In January, the Right Scoop posted a Cruz ad online claiming that the candidate, as Texas solicitor general in 2008, had “defended US sovereignty and states’ rights when the United Nations ordered a stay of execution for an illegal who had committed murder.” That was the case of Jose Medellin, a Mexican citizen who was convicted in the gang rape and murder of two teenage girls in Houston. Mexico brought a lawsuit against the United States before the International Court of Justice (the World Court), saying that Medellin had been denied consular access. The ICJ agreed, and President Bush accepted the ruling, but Texas argued against the decision all the way to the Supreme Court and won, with Cruz and Texas facing off against the Bush administration, not the World Court, which has no direct jurisdiction in the United States and can rule only against or for governments.

Marco Rubio has used the threat of withholding funds from the UN, where the United States is by far the largest contributor in assessed “dues” for the operating budget and peacekeeping as well as voluntary contributions to a host of UN agencies. In 2013, he proposed imposing a long list of reform measures on the UN. Introducing a bill as a member of the Senate Foreign Relations Committee, he summed up the UN in one memorable sweep: “While at some times throughout its history the UN has played an effective role in global affairs, today it is plagued by ineffective leadership, excessive bureaucracy, ethical abuses, its spending and transparency problems.”

John Kasich, whom a number of political commentators and editorial writers see as a serious candidate in a raucous, vulgar gang of insult-throwers, is not a fan of the UN either. In a conversation about foreign policy with Sean Hannity on Fox News in July 2015, he started by saying he really had nothing to learn from the world. “I’ve had a lot of experience. I don’t need to like go places to learn, OK? I sat on the Defense Committee,” he said. “If I take a trip, it’s going to be to discuss America, not to go over there and to learn about all these countries.”

In the interview, he was as belligerent as his fellow Republican candidates, if in less bombastic terms. He wouldn’t rule out ground troops in a tougher fight against the Islamic State. He favors sending arms to Ukrainians under pressure from President Vladimir Putin. He was more equivocal in the Iran nuclear accord. Although he called it “a very bad agreement,” he stopped short of demanding a repeal until more is known about its effects. “And if it’s a bad deal, we absolutely will have to do what’s in the best interests of the United States of America, not in the best interest of the United Nations,” he said.

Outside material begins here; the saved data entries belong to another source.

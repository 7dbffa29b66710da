#![cfg_attr(not(doctest), doc = include_str!("../README.md"))]

pub mod client;
pub mod config;
mod data;
pub mod download;
pub mod error;
pub mod retry;
pub mod time;
pub mod tree;
pub mod types;
mod utils;

pub use crate::client::Client;
pub use crate::config::Config;
pub use crate::data::{ByteStream, Data};
pub use crate::download::{Dispatcher, DownloadSummary, TaskOutcome, TaskReport};
pub use crate::tree::{build_tree, render_tree, TreeNode};
pub use crate::utils::human_bytes;
use std::pin::Pin;

use bytes::{Bytes, BytesMut};
use futures_core::Stream;
use futures_util::{stream, StreamExt};
use std::result::Result;

/// A boxed stream of body chunks.
pub type ByteStream<E> = Pin<Box<dyn Stream<Item = Result<Bytes, E>> + Send>>;

/// Body of an HTTP reply.
pub enum Data<E> {
    /// Payload already in memory.
    Bytes(Bytes),
    /// Payload arriving in chunks, `Option<u64>` the announced total length.
    Stream(ByteStream<E>, Option<u64>),
}

impl<E: Send + 'static> Data<E> {
    /// get an empty Bytes Data.
    #[inline]
    pub fn empty() -> Self {
        Self::Bytes(Bytes::new())
    }

    /// Collect a streamed body into memory.
    pub async fn convert(self) -> Result<Bytes, E> {
        Ok(match self {
            Data::Stream(mut s, l) => {
                let mut buf = BytesMut::with_capacity(l.unwrap_or(0).min(1 << 20) as usize);
                while let Some(data) = s.next().await {
                    buf.extend_from_slice(&data?);
                }
                buf.freeze()
            }
            Data::Bytes(b) => b,
        })
    }

    /// Known length of the payload, if any.
    #[inline]
    pub fn len(&self) -> Option<u64> {
        match self {
            Data::Bytes(data) => Some(data.len() as u64),
            Data::Stream(_, len) => *len,
        }
    }

    #[inline]
    pub fn is_empty(&self) -> bool {
        self.len() == Some(0)
    }

    /// View either variant as a chunk stream.
    pub fn into_stream(self) -> ByteStream<E> {
        match self {
            Data::Stream(s, _) => s,
            Data::Bytes(b) => Box::pin(stream::once(async move { Ok(b) })),
        }
    }
}

impl<E: Send + 'static> Default for Data<E> {
    fn default() -> Self {
        Self::empty()
    }
}

impl<E> From<Bytes> for Data<E> {
    fn from(value: Bytes) -> Self {
        Self::Bytes(value)
    }
}

impl<E> From<String> for Data<E> {
    fn from(value: String) -> Self {
        Self::Bytes(value.into())
    }
}

impl<E> From<&'static str> for Data<E> {
    fn from(value: &'static str) -> Self {
        Self::Bytes(value.into())
    }
}

impl<E> From<Vec<u8>> for Data<E> {
    fn from(value: Vec<u8>) -> Self {
        Self::Bytes(value.into())
    }
}

impl<E> From<(ByteStream<E>, Option<u64>)> for Data<E> {
    fn from(value: (ByteStream<E>, Option<u64>)) -> Self {
        Self::Stream(value.0, value.1)
    }
}
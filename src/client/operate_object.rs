use super::Client;
use crate::data::{ByteStream, Data};
use crate::error::{Error, Result};

/// Body of a fetched object.
pub struct ObjectBody {
    content_length: Option<u64>,
    body: Data<Error>,
}

impl ObjectBody {
    /// Value of the `Content-Length` header, when the server sent one.
    pub fn content_length(&self) -> Option<u64> {
        self.content_length
    }

    pub fn into_stream(self) -> ByteStream<Error> {
        self.body.into_stream()
    }

    pub async fn bytes(self) -> Result<bytes::Bytes> {
        self.body.convert().await
    }
}

/// Operating the object
impl Client {
    /// Start downloading an object. Non-2xx replies become an [`Error`]; the
    /// body is streamed as it arrives.
    /// ## Example
    /// ```rust
    /// # use rgw_dl::Client;
    /// # async fn example(client: Client) -> rgw_dl::error::Result<()> {
    /// let object = client.get_object("SDC3/README.txt").await?;
    /// let len = object.content_length();
    /// let bytes = object.bytes().await?;
    /// # Ok(())
    /// # }
    /// ```
    pub async fn get_object(&self, key: &str) -> Result<ObjectBody> {
        let res = self.executor().object_name(key).send_ok().await?;
        Ok(ObjectBody {
            content_length: res.content_length,
            body: res.body,
        })
    }
}

#[cfg(test)]
mod tests {
    use crate::client::transport::testing::ScriptedTransport;
    use crate::error::Error;
    use crate::{Client, Config};

    fn client(t: &ScriptedTransport) -> Client {
        let config = Config::builder().endpoint("http://rgw.test").build().unwrap();
        Client::builder(config).transport(t.clone()).build().unwrap()
    }

    #[tokio::test]
    async fn test_get_object() {
        let t = ScriptedTransport::default();
        t.push("http://rgw.test/ska:sdc3-simdata/SDC3/a.fits", 200, vec![7u8; 100]);
        let object = client(&t).get_object("SDC3/a.fits").await.unwrap();
        assert_eq!(object.content_length(), Some(100));
        assert_eq!(object.bytes().await.unwrap().len(), 100);
    }

    #[tokio::test]
    async fn test_missing_object() {
        let t = ScriptedTransport::default();
        match client(&t).get_object("nope").await {
            Err(Error::S3Error(e)) => assert_eq!(e.code, "NoSuchKey"),
            Err(e) => panic!("unexpected {}", e),
            Ok(_) => panic!("object should be missing"),
        }
    }
}
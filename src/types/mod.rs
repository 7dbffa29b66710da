//! Data types exchanged with the listing API.
pub mod args;
pub mod response;

use serde::Deserialize;

use crate::time::{deserialize_lenient, UtcTime};

pub use args::ListObjectsArgs;
pub use response::ListBucketResult;

/// One remote object as reported by a listing.
#[derive(Clone, Debug, Deserialize, PartialEq)]
#[serde(rename_all = "PascalCase")]
pub struct ObjectRecord {
    pub key: String,
    #[serde(default)]
    pub size: u64,
    #[serde(rename = "ETag", default)]
    pub etag: Option<String>,
    #[serde(default, deserialize_with = "deserialize_lenient")]
    pub last_modified: Option<UtcTime>,
}

impl ObjectRecord {
    pub fn new<K: Into<String>>(key: K, size: u64) -> Self {
        Self {
            key: key.into(),
            size,
            etag: None,
            last_modified: None,
        }
    }

    /// Zero-byte keys ending in `/` are folder placeholders created by some
    /// S3 consoles, not files.
    pub fn is_directory_marker(&self) -> bool {
        self.key.ends_with('/')
    }
}

#[derive(Debug, Clone, Deserialize, PartialEq)]
#[serde(rename_all = "PascalCase")]
pub struct CommonPrefix {
    pub prefix: String,
}

/// One page of a listing.
///
/// `continuation_token` is `Some` exactly when more pages remain.
#[derive(Debug, Clone, Default, PartialEq)]
pub struct ListingPage {
    pub records: Vec<ObjectRecord>,
    pub common_prefixes: Vec<String>,
    pub continuation_token: Option<String>,
}

impl ListingPage {
    pub fn is_last(&self) -> bool {
        self.continuation_token.is_none()
    }
}
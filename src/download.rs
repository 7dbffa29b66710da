//! Download dispatcher: plans one task per listed object, skips files that
//! are already complete and fetches the rest on a bounded worker pool.
use std::ffi::OsString;
use std::path::{Component, Path, PathBuf};
use std::pin::Pin;
use std::sync::Arc;
use std::task::{Context, Poll};

use futures_core::Stream;
use futures_util::StreamExt;
use tokio::fs;
use tokio::io::AsyncWriteExt;
use tokio::sync::{mpsc, Semaphore};
use tokio::task::{JoinHandle, JoinSet};
use tokio_util::sync::CancellationToken;
use tracing::{debug, info, warn};

use crate::client::Client;
use crate::error::{Error, Result};
use crate::retry::with_retry;
use crate::types::ObjectRecord;

#[derive(Debug, Clone, Copy, PartialEq, Eq)]
pub enum SkipDecision {
    Skip,
    Fetch,
}

/// One planned transfer.
#[derive(Debug, Clone, PartialEq)]
pub struct DownloadTask {
    pub key: String,
    pub destination: PathBuf,
    pub expected_size: u64,
    pub decision: SkipDecision,
}

#[derive(Debug, Clone, PartialEq)]
pub enum TaskOutcome {
    Skipped,
    Fetched(u64),
    Failed(String),
}

impl TaskOutcome {
    pub fn is_failed(&self) -> bool {
        matches!(self, TaskOutcome::Failed(_))
    }
}

/// Terminal outcome of one task.
#[derive(Debug, Clone, PartialEq)]
pub struct TaskReport {
    pub key: String,
    pub destination: PathBuf,
    pub outcome: TaskOutcome,
}

/// Running totals over task reports.
#[derive(Debug, Clone, Default, PartialEq)]
pub struct DownloadSummary {
    pub total: u64,
    pub fetched: u64,
    pub skipped: u64,
    pub failed: u64,
    pub bytes_fetched: u64,
}

impl DownloadSummary {
    pub fn record(&mut self, report: &TaskReport) {
        self.total += 1;
        match report.outcome {
            TaskOutcome::Skipped => self.skipped += 1,
            TaskOutcome::Fetched(n) => {
                self.fetched += 1;
                self.bytes_fetched += n;
            }
            TaskOutcome::Failed(_) => self.failed += 1,
        }
    }

    pub fn is_success(&self) -> bool {
        self.failed == 0
    }
}

/// Local path of `key` relative to the download root: the scope is stripped
/// and `/` becomes the platform separator.
///
/// Keys with `.` or `..` segments are refused so nothing lands outside the
/// root.
pub fn local_relative_path(key: &str, scope: &str) -> Result<PathBuf> {
    let rel = key.strip_prefix(scope).unwrap_or(key);
    let mut path = PathBuf::new();
    for part in rel.split('/').filter(|p| !p.is_empty()) {
        let mut components = Path::new(part).components();
        match (components.next(), components.next()) {
            (Some(Component::Normal(_)), None) => path.push(part),
            _ => {
                return Err(Error::LocalIoError(std::io::Error::new(
                    std::io::ErrorKind::InvalidInput,
                    format!("refusing unsafe key `{}`", key),
                )))
            }
        }
    }
    if path.as_os_str().is_empty() {
        return Err(Error::LocalIoError(std::io::Error::new(
            std::io::ErrorKind::InvalidInput,
            format!("key `{}` has no file name below `{}`", key, scope),
        )));
    }
    Ok(path)
}

/// Marker suffix of in-flight temp files.
pub const PART_SUFFIX: &str = ".rgwdl-tmp";

/// Hidden sibling used while a transfer is in flight:
/// `.{name}.{random}.rgwdl-tmp`. Every call picks a fresh name, so attempts
/// never touch another key's file or another attempt's temp file.
pub fn part_path(destination: &Path) -> PathBuf {
    let mut name = OsString::from(".");
    name.push(destination.file_name().unwrap_or_default());
    name.push(format!(".{:016x}{}", rand::random::<u64>(), PART_SUFFIX));
    destination.with_file_name(name)
}

/// Whether `path` names a temp file made by [`part_path`].
pub fn is_part_path(path: &Path) -> bool {
    path.file_name()
        .and_then(|n| n.to_str())
        .map_or(false, |n| n.starts_with('.') && n.ends_with(PART_SUFFIX))
}

/// A running batch: a stream of [`TaskReport`]s in completion order.
///
/// The stream ends once every task has finished; [`DownloadRun::finish`] then
/// yields the listing error, if the record stream failed.
pub struct DownloadRun {
    reports: mpsc::Receiver<TaskReport>,
    handle: JoinHandle<Result<()>>,
}

impl DownloadRun {
    pub async fn finish(self) -> Result<()> {
        match self.handle.await {
            Ok(result) => result,
            Err(e) => Err(Error::LocalIoError(std::io::Error::new(std::io::ErrorKind::Other, e))),
        }
    }
}

impl Stream for DownloadRun {
    type Item = TaskReport;

    fn poll_next(mut self: Pin<&mut Self>, cx: &mut Context<'_>) -> Poll<Option<Self::Item>> {
        self.reports.poll_recv(cx)
    }
}

#[derive(Clone)]
pub struct Dispatcher {
    client: Client,
    dest_root: PathBuf,
    scope: String,
    concurrency: usize,
    cancel: CancellationToken,
}

impl Dispatcher {
    /// Dispatcher writing under the configured destination, stripping the
    /// configured prefix.
    pub fn new(client: Client) -> Self {
        let config = client.config();
        Self {
            dest_root: config.dest().to_path_buf(),
            scope: config.scope().to_string(),
            concurrency: config.concurrency(),
            cancel: CancellationToken::new(),
            client,
        }
    }

    pub fn scope<T: Into<String>>(mut self, scope: T) -> Self {
        self.scope = scope.into();
        self
    }

    pub fn dest_root<P: Into<PathBuf>>(mut self, dest_root: P) -> Self {
        self.dest_root = dest_root.into();
        self
    }

    pub fn concurrency(mut self, concurrency: usize) -> Self {
        self.concurrency = concurrency.max(1);
        self
    }

    pub fn cancellation_token(mut self, cancel: CancellationToken) -> Self {
        self.cancel = cancel;
        self
    }

    /// Resolve destination and skip decision for one record.
    pub async fn plan_task(&self, record: &ObjectRecord) -> Result<DownloadTask> {
        let destination = self.dest_root.join(local_relative_path(&record.key, &self.scope)?);
        let decision = match fs::metadata(&destination).await {
            Ok(meta) if meta.is_file() && meta.len() == record.size => SkipDecision::Skip,
            _ => SkipDecision::Fetch,
        };
        Ok(DownloadTask {
            key: record.key.clone(),
            destination,
            expected_size: record.size,
            decision,
        })
    }

    /// Plan a batch of records in order.
    pub async fn plan<'a, I>(&self, records: I) -> Vec<Result<DownloadTask>>
    where
        I: IntoIterator<Item = &'a ObjectRecord>,
    {
        let mut tasks = Vec::new();
        for record in records {
            tasks.push(self.plan_task(record).await);
        }
        tasks
    }

    /// Carry out one task. Never panics on I/O or network failure: those
    /// become [`TaskOutcome::Failed`].
    pub async fn execute(&self, task: &DownloadTask) -> TaskOutcome {
        if task.decision == SkipDecision::Skip {
            return TaskOutcome::Skipped;
        }
        let policy = self.client.config().retry();
        match with_retry(policy, "get_object", || self.fetch(task)).await {
            Ok(n) => TaskOutcome::Fetched(n),
            Err(e) => TaskOutcome::Failed(e.to_string()),
        }
    }

    /// One fetch attempt: stream into a fresh temp file, verify, rename.
    async fn fetch(&self, task: &DownloadTask) -> Result<u64> {
        if self.cancel.is_cancelled() {
            return Err(Error::Cancelled);
        }
        if let Some(parent) = task.destination.parent() {
            fs::create_dir_all(parent).await?;
        }
        let part = part_path(&task.destination);
        let written = match self.fetch_to(task, &part).await {
            Ok(n) => n,
            Err(e) => {
                let _ = fs::remove_file(&part).await;
                return Err(e);
            }
        };
        if let Err(e) = fs::rename(&part, &task.destination).await {
            let _ = fs::remove_file(&part).await;
            return Err(e.into());
        }
        Ok(written)
    }

    async fn fetch_to(&self, task: &DownloadTask, part: &Path) -> Result<u64> {
        let object = self.client.get_object(&task.key).await?;
        let announced = object.content_length();
        if let Some(len) = announced {
            if len != task.expected_size {
                return Err(Error::ProtocolError(format!(
                    "`{}` is {} bytes but was listed with {}; object changed since listing",
                    task.key, len, task.expected_size
                )));
            }
        }
        let mut file = fs::File::create(part).await?;
        let mut body = object.into_stream();
        let mut written: u64 = 0;
        loop {
            let chunk = tokio::select! {
                _ = self.cancel.cancelled() => return Err(Error::Cancelled),
                chunk = body.next() => chunk,
            };
            match chunk {
                Some(chunk) => {
                    let chunk = chunk?;
                    file.write_all(&chunk).await?;
                    written += chunk.len() as u64;
                }
                None => break,
            }
        }
        file.flush().await?;
        drop(file);
        if written != task.expected_size {
            return Err(Error::TransientError(format!(
                "short transfer for `{}`: got {} of {} bytes",
                task.key, written, task.expected_size
            )));
        }
        Ok(written)
    }

    /// Plan and execute one record; planning failures are reported as failed
    /// tasks.
    pub async fn process(&self, record: ObjectRecord) -> TaskReport {
        let task = match self.plan_task(&record).await {
            Ok(task) => task,
            Err(e) => {
                warn!(key = %record.key, error = %e, "cannot plan download");
                return TaskReport {
                    destination: self.dest_root.join(&record.key),
                    key: record.key,
                    outcome: TaskOutcome::Failed(e.to_string()),
                };
            }
        };
        let outcome = self.execute(&task).await;
        match &outcome {
            TaskOutcome::Skipped => debug!(key = %task.key, "skip, size matches"),
            TaskOutcome::Fetched(n) => info!(key = %task.key, bytes = n, "fetched"),
            TaskOutcome::Failed(reason) => warn!(key = %task.key, reason = %reason, "download failed"),
        }
        TaskReport {
            key: task.key,
            destination: task.destination,
            outcome,
        }
    }

    /// Download every record of `records` on a pool of `concurrency` workers.
    ///
    /// A failing task never stops the batch. A listing error stops issuing new
    /// tasks, lets in-flight ones finish and is returned by
    /// [`DownloadRun::finish`]. Cancelling the token stops new tasks and
    /// aborts in-flight transfers.
    pub fn run<S>(&self, records: S) -> DownloadRun
    where
        S: Stream<Item = Result<ObjectRecord>> + Send + 'static,
    {
        let (tx, rx) = mpsc::channel(self.concurrency * 2);
        let dispatcher = self.clone();
        let handle = tokio::spawn(async move { dispatcher.drive(records, tx).await });
        DownloadRun { reports: rx, handle }
    }

    async fn drive<S>(self, records: S, tx: mpsc::Sender<TaskReport>) -> Result<()>
    where
        S: Stream<Item = Result<ObjectRecord>> + Send + 'static,
    {
        let semaphore = Arc::new(Semaphore::new(self.concurrency));
        let mut workers = JoinSet::new();
        let mut records = std::pin::pin!(records);
        let mut listing: Result<()> = Ok(());
        loop {
            let next = tokio::select! {
                _ = self.cancel.cancelled() => break,
                next = records.next() => next,
            };
            let record = match next {
                Some(Ok(record)) => record,
                Some(Err(e)) => {
                    warn!(error = %e, "listing failed, no new downloads will start");
                    listing = Err(e);
                    break;
                }
                None => break,
            };
            if record.is_directory_marker() {
                continue;
            }
            let permit = tokio::select! {
                _ = self.cancel.cancelled() => break,
                permit = semaphore.clone().acquire_owned() => match permit {
                    Ok(permit) => permit,
                    Err(_) => break,
                },
            };
            let worker = self.clone();
            let tx = tx.clone();
            workers.spawn(async move {
                let report = worker.process(record).await;
                drop(permit);
                let _ = tx.send(report).await;
            });
            while let Some(done) = workers.try_join_next() {
                if let Err(e) = done {
                    warn!(error = %e, "download worker panicked");
                }
            }
        }
        while let Some(done) = workers.join_next().await {
            if let Err(e) = done {
                warn!(error = %e, "download worker panicked");
            }
        }
        if listing.is_ok() && self.cancel.is_cancelled() {
            return Err(Error::Cancelled);
        }
        listing
    }
}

Donald Trump is in many ways a more complicated character where the UN is involved. He knows more about the organization than his peers, but his interest is often that of a real estate agent or property developer, never a diplomat or foreign-policy thinker. When the UN began drawing up plans to renovate its headquarters more than a decade ago, Trump jumped in to say that he could save the organization a billion dollars, more than half the estimated cost. He questioned the decisions of people he called “bureaucrats” out to get rich from a higher price tag, but supported then-Secretary General Kofi Annan for backing a renovation, particularly since the Secretariat and other buildings no longer met New York City health and safety standards. “I have a lot of respect for the secretary general and know he is going to do the right thing,” Trump said in an interview with ABC News. He did not win a bid.

Trump is well known to have tried to lure diplomats from around the world into moving their residences or offices in his luxury 90-story condominium building, Trump World Tower, across First Avenue in Manhattan from UN headquarters. In general, he has sought to develop relationships with prominent ambassadors from countries where he may have business interests.

In the light of his understanding of the UN and how it works, Trump would be less likely to weaken it from Washington and more prone to trying to control it directly in New York. Stephen Schlesinger, author of Act of Creation, a history of the UN’s founding, said that Tea Party right-wingers might be encouraged by the opportunity of a Trump presidency in their campaign to defund and cripple the UN, but there is another possibility. “My own theory is that Trump in the White House, given his glorious ego, will seek to control the UN as sort of a world master,” Schlesinger said, in an email interview. “He will not be happy just running the USA, he will want world domination manifested through the UN. It’s in his nature.”

Trump has disgusted and frightened at least some Americans with his careless talk about “bombing the shit out of ISIS,” greatly empowering the US military without a hint of understanding how complex world crises are, and making proto-fascist pronouncements about taking charge of America, riding roughshod over laws and institutions. Globally, this kind of bravado alienates foreign nations and US allies more than it impresses them. His threats to build a wall along the Mexican border and to bar all Muslims from entering the United States have caused revulsion in the UN community.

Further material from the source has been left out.